(Collected data entries)
+===+
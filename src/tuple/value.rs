use std::fmt;

use bytes::{Buf, BufMut};

use super::DataType;

/// Represents a typed value that can be stored in a tuple.
#[derive(Debug, Clone, PartialEq, Eq, Hash, PartialOrd, Ord)]
pub enum Value {
    /// 32-bit signed integer
    Integer(i32),

    /// Text value
    Text(String),
}

impl Value {
    /// Returns true if this value can be stored in a column of the given type.
    pub fn fits(&self, data_type: &DataType) -> bool {
        match (self, data_type) {
            (Value::Integer(_), DataType::Integer) => true,
            (Value::Text(s), DataType::Text(max_len)) => s.len() <= *max_len as usize,
            _ => false,
        }
    }

    /// Writes exactly `data_type.width()` bytes.
    /// Returns false, writing nothing, if the value does not fit the type.
    pub fn encode<B: BufMut>(&self, data_type: &DataType, buf: &mut B) -> bool {
        if !self.fits(data_type) {
            return false;
        }

        match (self, data_type) {
            (Value::Integer(v), DataType::Integer) => buf.put_i32(*v),
            (Value::Text(s), DataType::Text(max_len)) => {
                let bytes = s.as_bytes();
                buf.put_u32(bytes.len() as u32);
                buf.put_slice(bytes);
                buf.put_bytes(0, *max_len as usize - bytes.len());
            }
            _ => unreachable!("checked by fits()"),
        }
        true
    }

    /// Reads one value of the given type, consuming `data_type.width()` bytes.
    pub fn decode<B: Buf>(data_type: &DataType, buf: &mut B) -> Option<Self> {
        if buf.remaining() < data_type.width() {
            return None;
        }

        match data_type {
            DataType::Integer => Some(Value::Integer(buf.get_i32())),
            DataType::Text(max_len) => {
                let max_len = *max_len as usize;
                let len = buf.get_u32() as usize;
                if len > max_len {
                    return None;
                }
                let mut raw = vec![0u8; max_len];
                buf.copy_to_slice(&mut raw);
                raw.truncate(len);
                Some(Value::Text(String::from_utf8_lossy(&raw).into_owned()))
            }
        }
    }

    pub fn as_integer(&self) -> Option<i32> {
        match self {
            Value::Integer(v) => Some(*v),
            _ => None,
        }
    }

    pub fn as_text(&self) -> Option<&str> {
        match self {
            Value::Text(s) => Some(s),
            _ => None,
        }
    }
}

impl From<i32> for Value {
    fn from(v: i32) -> Self {
        Value::Integer(v)
    }
}

impl From<&str> for Value {
    fn from(s: &str) -> Self {
        Value::Text(s.to_string())
    }
}

impl From<String> for Value {
    fn from(s: String) -> Self {
        Value::Text(s)
    }
}

impl fmt::Display for Value {
    fn fmt(&self, f: &mut fmt::Formatter<'_>) -> fmt::Result {
        match self {
            Value::Integer(v) => write!(f, "{}", v),
            Value::Text(s) => write!(f, "{}", s),
        }
    }
}

#[cfg(test)]
mod tests {
    use super::*;

    #[test]
    fn test_integer_encoding_is_big_endian() {
        let mut buf = Vec::new();
        assert!(Value::Integer(-2).encode(&DataType::Integer, &mut buf));
        assert_eq!(buf, vec![0xFF, 0xFF, 0xFF, 0xFE]);

        let decoded = Value::decode(&DataType::Integer, &mut buf.as_slice()).unwrap();
        assert_eq!(decoded, Value::Integer(-2));
    }

    #[test]
    fn test_text_is_length_prefixed_and_zero_padded() {
        let ty = DataType::Text(6);
        let mut buf = Vec::new();
        assert!(Value::from("abc").encode(&ty, &mut buf));

        assert_eq!(buf.len(), ty.width());
        assert_eq!(&buf[..4], &[0, 0, 0, 3]);
        assert_eq!(&buf[4..7], b"abc");
        assert_eq!(&buf[7..], &[0, 0, 0]);

        let decoded = Value::decode(&ty, &mut buf.as_slice()).unwrap();
        assert_eq!(decoded, Value::from("abc"));
    }

    #[test]
    fn test_type_mismatch_writes_nothing() {
        let mut buf = Vec::new();
        assert!(!Value::from("x").encode(&DataType::Integer, &mut buf));
        assert!(!Value::from("too long").encode(&DataType::Text(3), &mut buf));
        assert!(buf.is_empty());
    }

    #[test]
    fn test_decode_short_buffer() {
        let data = [0u8; 3];
        assert!(Value::decode(&DataType::Integer, &mut &data[..]).is_none());
    }
}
+===+
_PROBLEM STATEMENT_: All of the records above need to be copied exactly.

_FINAL ANSWER_:
filename src/tuple/value.rs
use std::fmt;

use bytes::{Buf, BufMut};

use super::DataType;

/// Represents a typed value that can be stored in a tuple.
#[derive(Debug, Clone, PartialEq, Eq, Hash, PartialOrd, Ord)]
pub enum Value {
    /// 32-bit signed integer
    Integer(i32),

    /// Text value
    Text(String),
}

impl Value {
    /// Returns true if this value can be stored in a column of the given type.
    pub fn fits(&self, data_type: &DataType) -> bool {
        match (self, data_type) {
            (Value::Integer(_), DataType::Integer) => true,
            (Value::Text(s), DataType::Text(max_len)) => s.len() <= *max_len as usize,
            _ => false,
        }
    }

    /// Writes exactly `data_type.width()` bytes.
    /// Returns false, writing nothing, if the value does not fit the type.
    pub fn encode<B: BufMut>(&self, data_type: &DataType, buf: &mut B) -> bool {
        if !self.fits(data_type) {
            return false;
        }

        match (self, data_type) {
            (Value::Integer(v), DataType::Integer) => buf.put_i32(*v),
            (Value::Text(s), DataType::Text(max_len)) => {
                let bytes = s.as_bytes();
                buf.put_u32(bytes.len() as u32);
                buf.put_slice(bytes);
                buf.put_bytes(0, *max_len as usize - bytes.len());
            }
            _ => unreachable!("checked by fits()"),
        }
        true
    }

    /// Reads one value of the given type, consuming `data_type.width()` bytes.
    pub fn decode<B: Buf>(data_type: &DataType, buf: &mut B) -> Option<Self> {
        if buf.remaining() < data_type.width() {
            return None;
        }

        match data_type {
            DataType::Integer => Some(Value::Integer(buf.get_i32())),
            DataType::Text(max_len) => {
                let max_len = *max_len as usize;
                let len = buf.get_u32() as usize;
                if len > max_len {
                    return None;
                }
                let mut raw = vec![0u8; max_len];
                buf.copy_to_slice(&mut raw);
                raw.truncate(len);
                Some(Value::Text(String::from_utf8_lossy(&raw).into_owned()))
            }
        }
    }

    pub fn as_integer(&self) -> Option<i32> {
        match self {
            Value::Integer(v) => Some(*v),
            _ => None,
        }
    }

    pub fn as_text(&self) -> Option<&str> {
        match self {
            Value::Text(s) => Some(s),
            _ => None,
        }
    }
}

impl From<i32> for Value {
    fn from(v: i32) -> Self {
        Value::Integer(v)
    }
}

impl From<&str> for Value {
    fn from(s: &str) -> Self {
        Value::Text(s.to_string())
    }
}

impl From<String> for Value {
    fn from(s: String) -> Self {
        Value::Text(s)
    }
}

impl fmt::Display for Value {
    fn fmt(&self, f: &mut fmt::Formatter<'_>) -> fmt::Result {
        match self {
            Value::Integer(v) => write!(f, "{}", v),
            Value::Text(s) => write!(f, "{}", s),
        }
    }
}

#[cfg(test)]
mod tests {
    use super::*;

    #[test]
    fn test_integer_encoding_is_big_endian() {
        let mut buf = Vec::new();
        assert!(Value::Integer(-2).encode(&DataType::Integer, &mut buf));
        assert_eq!(buf, vec![0xFF, 0xFF, 0xFF, 0xFE]);

        let decoded = Value::decode(&DataType::Integer, &mut buf.as_slice()).unwrap();
        assert_eq!(decoded, Value::Integer(-2));
    }

    #[test]
    fn test_text_is_length_prefixed_and_zero_padded() {
        let ty = DataType::Text(6);
        let mut buf = Vec::new();
        assert!(Value::from("abc").encode(&ty, &mut buf));

        assert_eq!(buf.len(), ty.width());
        assert_eq!(&buf[..4], &[0, 0, 0, 3]);
        assert_eq!(&buf[4..7], b"abc");
        assert_eq!(&buf[7..], &[0, 0, 0]);

        let decoded = Value::decode(&ty, &mut buf.as_slice()).unwrap();
        assert_eq!(decoded, Value::from("abc"));
    }

    #[test]
    fn test_type_mismatch_writes_nothing() {
        let mut buf = Vec::new();
        assert!(!Value::from("x").encode(&DataType::Integer, &mut buf));
        assert!(!Value::from("too long").encode(&DataType::Text(3), &mut buf));
        assert!(buf.is_empty());
    }

    #[test]
    fn test_decode_short_buffer() {
        let data = [0u8; 3];
        assert!(Value::decode(&DataType::Integer, &mut &data[..]).is_none());
    }
}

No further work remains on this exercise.